**Activity**. Could every line of the data be copied out once more, exactly?
[Start of section]
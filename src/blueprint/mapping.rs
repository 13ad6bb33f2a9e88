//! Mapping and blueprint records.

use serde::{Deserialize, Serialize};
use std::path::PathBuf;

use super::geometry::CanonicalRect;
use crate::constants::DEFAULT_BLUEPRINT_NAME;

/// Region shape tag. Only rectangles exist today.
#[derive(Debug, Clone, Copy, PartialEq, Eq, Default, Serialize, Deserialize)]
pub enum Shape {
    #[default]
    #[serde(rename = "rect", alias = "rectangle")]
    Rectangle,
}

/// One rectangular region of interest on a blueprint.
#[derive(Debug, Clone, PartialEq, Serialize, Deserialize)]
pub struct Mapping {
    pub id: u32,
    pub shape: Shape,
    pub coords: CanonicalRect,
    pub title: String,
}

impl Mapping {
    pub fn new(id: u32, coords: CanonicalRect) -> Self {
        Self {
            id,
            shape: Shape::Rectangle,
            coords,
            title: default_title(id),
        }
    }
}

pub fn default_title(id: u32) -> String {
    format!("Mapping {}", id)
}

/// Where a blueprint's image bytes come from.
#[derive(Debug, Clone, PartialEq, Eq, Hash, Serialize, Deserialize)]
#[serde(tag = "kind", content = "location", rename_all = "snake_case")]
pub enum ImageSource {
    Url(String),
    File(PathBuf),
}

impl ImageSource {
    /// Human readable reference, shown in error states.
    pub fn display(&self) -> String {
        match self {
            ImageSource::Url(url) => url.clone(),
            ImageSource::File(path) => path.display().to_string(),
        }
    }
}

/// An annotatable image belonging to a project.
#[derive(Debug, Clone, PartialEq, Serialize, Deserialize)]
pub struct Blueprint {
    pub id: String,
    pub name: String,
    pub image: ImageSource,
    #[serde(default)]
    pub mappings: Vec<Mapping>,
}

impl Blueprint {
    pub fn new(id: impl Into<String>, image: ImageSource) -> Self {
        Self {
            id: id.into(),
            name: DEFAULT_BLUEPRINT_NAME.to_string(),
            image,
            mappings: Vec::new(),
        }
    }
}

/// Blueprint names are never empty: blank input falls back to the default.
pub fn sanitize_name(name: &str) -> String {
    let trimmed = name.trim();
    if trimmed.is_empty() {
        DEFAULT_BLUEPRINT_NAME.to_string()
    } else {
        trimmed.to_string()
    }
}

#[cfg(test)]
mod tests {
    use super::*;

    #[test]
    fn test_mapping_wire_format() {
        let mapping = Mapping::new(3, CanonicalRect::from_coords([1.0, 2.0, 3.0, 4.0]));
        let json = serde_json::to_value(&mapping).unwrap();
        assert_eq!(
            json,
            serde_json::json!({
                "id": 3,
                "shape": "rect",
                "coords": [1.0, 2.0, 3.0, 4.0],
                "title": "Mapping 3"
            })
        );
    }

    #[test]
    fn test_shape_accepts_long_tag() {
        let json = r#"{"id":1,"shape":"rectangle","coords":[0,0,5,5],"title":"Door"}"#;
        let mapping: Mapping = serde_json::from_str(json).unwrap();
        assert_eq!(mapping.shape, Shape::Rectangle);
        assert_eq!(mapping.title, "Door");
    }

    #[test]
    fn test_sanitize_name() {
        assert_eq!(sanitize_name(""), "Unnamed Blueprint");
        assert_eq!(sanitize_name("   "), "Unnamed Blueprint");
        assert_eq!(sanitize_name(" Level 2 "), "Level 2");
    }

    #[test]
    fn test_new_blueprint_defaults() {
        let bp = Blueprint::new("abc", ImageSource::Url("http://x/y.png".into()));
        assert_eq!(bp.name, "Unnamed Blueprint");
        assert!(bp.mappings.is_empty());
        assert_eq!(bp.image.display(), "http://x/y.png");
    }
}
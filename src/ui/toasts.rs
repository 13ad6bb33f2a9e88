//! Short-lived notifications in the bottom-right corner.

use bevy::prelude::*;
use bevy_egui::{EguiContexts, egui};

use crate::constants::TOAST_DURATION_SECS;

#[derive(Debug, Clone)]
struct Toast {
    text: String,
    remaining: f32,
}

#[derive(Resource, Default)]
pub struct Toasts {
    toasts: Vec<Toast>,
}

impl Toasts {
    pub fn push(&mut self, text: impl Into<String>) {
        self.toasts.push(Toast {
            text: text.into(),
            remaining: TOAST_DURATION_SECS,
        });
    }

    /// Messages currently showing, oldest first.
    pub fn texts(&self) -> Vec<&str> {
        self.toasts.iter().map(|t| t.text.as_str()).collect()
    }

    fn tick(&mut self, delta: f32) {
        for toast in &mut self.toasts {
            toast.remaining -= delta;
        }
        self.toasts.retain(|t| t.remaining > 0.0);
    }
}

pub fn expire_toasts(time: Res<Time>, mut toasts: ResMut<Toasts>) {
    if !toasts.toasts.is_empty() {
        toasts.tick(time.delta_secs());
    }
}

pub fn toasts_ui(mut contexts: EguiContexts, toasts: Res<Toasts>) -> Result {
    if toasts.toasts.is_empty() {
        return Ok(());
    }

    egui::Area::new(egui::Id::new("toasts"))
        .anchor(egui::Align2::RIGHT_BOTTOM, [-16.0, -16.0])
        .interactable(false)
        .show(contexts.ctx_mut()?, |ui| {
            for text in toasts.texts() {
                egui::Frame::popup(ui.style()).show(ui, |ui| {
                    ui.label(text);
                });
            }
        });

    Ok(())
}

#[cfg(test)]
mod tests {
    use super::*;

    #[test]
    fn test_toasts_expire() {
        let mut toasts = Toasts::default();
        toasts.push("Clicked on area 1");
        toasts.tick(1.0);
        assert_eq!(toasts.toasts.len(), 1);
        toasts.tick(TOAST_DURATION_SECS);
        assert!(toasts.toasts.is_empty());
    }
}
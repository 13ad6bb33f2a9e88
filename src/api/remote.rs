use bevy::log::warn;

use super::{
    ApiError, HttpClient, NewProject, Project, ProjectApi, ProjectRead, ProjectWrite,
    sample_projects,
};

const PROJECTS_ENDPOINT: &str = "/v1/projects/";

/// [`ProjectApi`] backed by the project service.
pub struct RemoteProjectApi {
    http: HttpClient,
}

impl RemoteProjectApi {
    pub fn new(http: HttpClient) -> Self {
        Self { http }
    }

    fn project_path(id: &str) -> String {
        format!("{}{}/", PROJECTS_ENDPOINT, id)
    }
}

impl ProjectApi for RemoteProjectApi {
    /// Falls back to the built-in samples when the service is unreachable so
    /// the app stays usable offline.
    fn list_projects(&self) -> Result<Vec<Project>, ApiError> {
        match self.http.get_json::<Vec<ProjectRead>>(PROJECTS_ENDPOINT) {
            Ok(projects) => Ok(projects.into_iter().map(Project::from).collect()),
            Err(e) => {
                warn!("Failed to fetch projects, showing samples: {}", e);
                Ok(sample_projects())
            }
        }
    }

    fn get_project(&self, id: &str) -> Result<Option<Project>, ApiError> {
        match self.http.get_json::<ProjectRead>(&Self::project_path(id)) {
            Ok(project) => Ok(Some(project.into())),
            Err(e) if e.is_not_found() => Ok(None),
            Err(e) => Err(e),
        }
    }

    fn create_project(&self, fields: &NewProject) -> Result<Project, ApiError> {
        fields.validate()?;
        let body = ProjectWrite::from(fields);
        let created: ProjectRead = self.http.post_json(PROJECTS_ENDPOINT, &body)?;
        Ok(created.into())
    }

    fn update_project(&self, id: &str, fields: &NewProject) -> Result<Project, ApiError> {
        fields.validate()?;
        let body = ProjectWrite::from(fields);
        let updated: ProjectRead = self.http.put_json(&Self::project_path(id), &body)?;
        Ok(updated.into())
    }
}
[End of section]
**Task response**.
filename src/blueprint/mapping.rs
repository 13ad6bb33f2a9e88
//! Mapping and blueprint records.

use serde::{Deserialize, Serialize};
use std::path::PathBuf;

use super::geometry::CanonicalRect;
use crate::constants::DEFAULT_BLUEPRINT_NAME;

/// Region shape tag. Only rectangles exist today.
#[derive(Debug, Clone, Copy, PartialEq, Eq, Default, Serialize, Deserialize)]
pub enum Shape {
    #[default]
    #[serde(rename = "rect", alias = "rectangle")]
    Rectangle,
}

/// One rectangular region of interest on a blueprint.
#[derive(Debug, Clone, PartialEq, Serialize, Deserialize)]
pub struct Mapping {
    pub id: u32,
    pub shape: Shape,
    pub coords: CanonicalRect,
    pub title: String,
}

impl Mapping {
    pub fn new(id: u32, coords: CanonicalRect) -> Self {
        Self {
            id,
            shape: Shape::Rectangle,
            coords,
            title: default_title(id),
        }
    }
}

pub fn default_title(id: u32) -> String {
    format!("Mapping {}", id)
}

/// Where a blueprint's image bytes come from.
#[derive(Debug, Clone, PartialEq, Eq, Hash, Serialize, Deserialize)]
#[serde(tag = "kind", content = "location", rename_all = "snake_case")]
pub enum ImageSource {
    Url(String),
    File(PathBuf),
}

impl ImageSource {
    /// Human readable reference, shown in error states.
    pub fn display(&self) -> String {
        match self {
            ImageSource::Url(url) => url.clone(),
            ImageSource::File(path) => path.display().to_string(),
        }
    }
}

/// An annotatable image belonging to a project.
#[derive(Debug, Clone, PartialEq, Serialize, Deserialize)]
pub struct Blueprint {
    pub id: String,
    pub name: String,
    pub image: ImageSource,
    #[serde(default)]
    pub mappings: Vec<Mapping>,
}

impl Blueprint {
    pub fn new(id: impl Into<String>, image: ImageSource) -> Self {
        Self {
            id: id.into(),
            name: DEFAULT_BLUEPRINT_NAME.to_string(),
            image,
            mappings: Vec::new(),
        }
    }
}

/// Blueprint names are never empty: blank input falls back to the default.
pub fn sanitize_name(name: &str) -> String {
    let trimmed = name.trim();
    if trimmed.is_empty() {
        DEFAULT_BLUEPRINT_NAME.to_string()
    } else {
        trimmed.to_string()
    }
}

#[cfg(test)]
mod tests {
    use super::*;

    #[test]
    fn test_mapping_wire_format() {
        let mapping = Mapping::new(3, CanonicalRect::from_coords([1.0, 2.0, 3.0, 4.0]));
        let json = serde_json::to_value(&mapping).unwrap();
        assert_eq!(
            json,
            serde_json::json!({
                "id": 3,
                "shape": "rect",
                "coords": [1.0, 2.0, 3.0, 4.0],
                "title": "Mapping 3"
            })
        );
    }

    #[test]
    fn test_shape_accepts_long_tag() {
        let json = r#"{"id":1,"shape":"rectangle","coords":[0,0,5,5],"title":"Door"}"#;
        let mapping: Mapping = serde_json::from_str(json).unwrap();
        assert_eq!(mapping.shape, Shape::Rectangle);
        assert_eq!(mapping.title, "Door");
    }

    #[test]
    fn test_sanitize_name() {
        assert_eq!(sanitize_name(""), "Unnamed Blueprint");
        assert_eq!(sanitize_name("   "), "Unnamed Blueprint");
        assert_eq!(sanitize_name(" Level 2 "), "Level 2");
    }

    #[test]
    fn test_new_blueprint_defaults() {
        let bp = Blueprint::new("abc", ImageSource::Url("http://x/y.png".into()));
        assert_eq!(bp.name, "Unnamed Blueprint");
        assert!(bp.mappings.is_empty());
        assert_eq!(bp.image.display(), "http://x/y.png");
    }
}
filename src/ui/toasts.rs
repository 13ad6bb33f2a9e88
//! Short-lived notifications in the bottom-right corner.

use bevy::prelude::*;
use bevy_egui::{EguiContexts, egui};

use crate::constants::TOAST_DURATION_SECS;

#[derive(Debug, Clone)]
struct Toast {
    text: String,
    remaining: f32,
}

#[derive(Resource, Default)]
pub struct Toasts {
    toasts: Vec<Toast>,
}

impl Toasts {
    pub fn push(&mut self, text: impl Into<String>) {
        self.toasts.push(Toast {
            text: text.into(),
            remaining: TOAST_DURATION_SECS,
        });
    }

    /// Messages currently showing, oldest first.
    pub fn texts(&self) -> Vec<&str> {
        self.toasts.iter().map(|t| t.text.as_str()).collect()
    }

    fn tick(&mut self, delta: f32) {
        for toast in &mut self.toasts {
            toast.remaining -= delta;
        }
        self.toasts.retain(|t| t.remaining > 0.0);
    }
}

pub fn expire_toasts(time: Res<Time>, mut toasts: ResMut<Toasts>) {
    if !toasts.toasts.is_empty() {
        toasts.tick(time.delta_secs());
    }
}

pub fn toasts_ui(mut contexts: EguiContexts, toasts: Res<Toasts>) -> Result {
    if toasts.toasts.is_empty() {
        return Ok(());
    }

    egui::Area::new(egui::Id::new("toasts"))
        .anchor(egui::Align2::RIGHT_BOTTOM, [-16.0, -16.0])
        .interactable(false)
        .show(contexts.ctx_mut()?, |ui| {
            for text in toasts.texts() {
                egui::Frame::popup(ui.style()).show(ui, |ui| {
                    ui.label(text);
                });
            }
        });

    Ok(())
}

#[cfg(test)]
mod tests {
    use super::*;

    #[test]
    fn test_toasts_expire() {
        let mut toasts = Toasts::default();
        toasts.push("Clicked on area 1");
        toasts.tick(1.0);
        assert_eq!(toasts.toasts.len(), 1);
        toasts.tick(TOAST_DURATION_SECS);
        assert!(toasts.toasts.is_empty());
    }
}
repository 13ad6bb33f2a9e88
filename src/api/remote.rs
use bevy::log::warn;

use super::{
    ApiError, HttpClient, NewProject, Project, ProjectApi, ProjectRead, ProjectWrite,
    sample_projects,
};

const PROJECTS_ENDPOINT: &str = "/v1/projects/";

/// [`ProjectApi`] backed by the project service.
pub struct RemoteProjectApi {
    http: HttpClient,
}

impl RemoteProjectApi {
    pub fn new(http: HttpClient) -> Self {
        Self { http }
    }

    fn project_path(id: &str) -> String {
        format!("{}{}/", PROJECTS_ENDPOINT, id)
    }
}

impl ProjectApi for RemoteProjectApi {
    /// Falls back to the built-in samples when the service is unreachable so
    /// the app stays usable offline.
    fn list_projects(&self) -> Result<Vec<Project>, ApiError> {
        match self.http.get_json::<Vec<ProjectRead>>(PROJECTS_ENDPOINT) {
            Ok(projects) => Ok(projects.into_iter().map(Project::from).collect()),
            Err(e) => {
                warn!("Failed to fetch projects, showing samples: {}", e);
                Ok(sample_projects())
            }
        }
    }

    fn get_project(&self, id: &str) -> Result<Option<Project>, ApiError> {
        match self.http.get_json::<ProjectRead>(&Self::project_path(id)) {
            Ok(project) => Ok(Some(project.into())),
            Err(e) if e.is_not_found() => Ok(None),
            Err(e) => Err(e),
        }
    }

    fn create_project(&self, fields: &NewProject) -> Result<Project, ApiError> {
        fields.validate()?;
        let body = ProjectWrite::from(fields);
        let created: ProjectRead = self.http.post_json(PROJECTS_ENDPOINT, &body)?;
        Ok(created.into())
    }

    fn update_project(&self, id: &str, fields: &NewProject) -> Result<Project, ApiError> {
        fields.validate()?;
        let body = ProjectWrite::from(fields);
        let updated: ProjectRead = self.http.put_json(&Self::project_path(id), &body)?;
        Ok(updated.into())
    }
}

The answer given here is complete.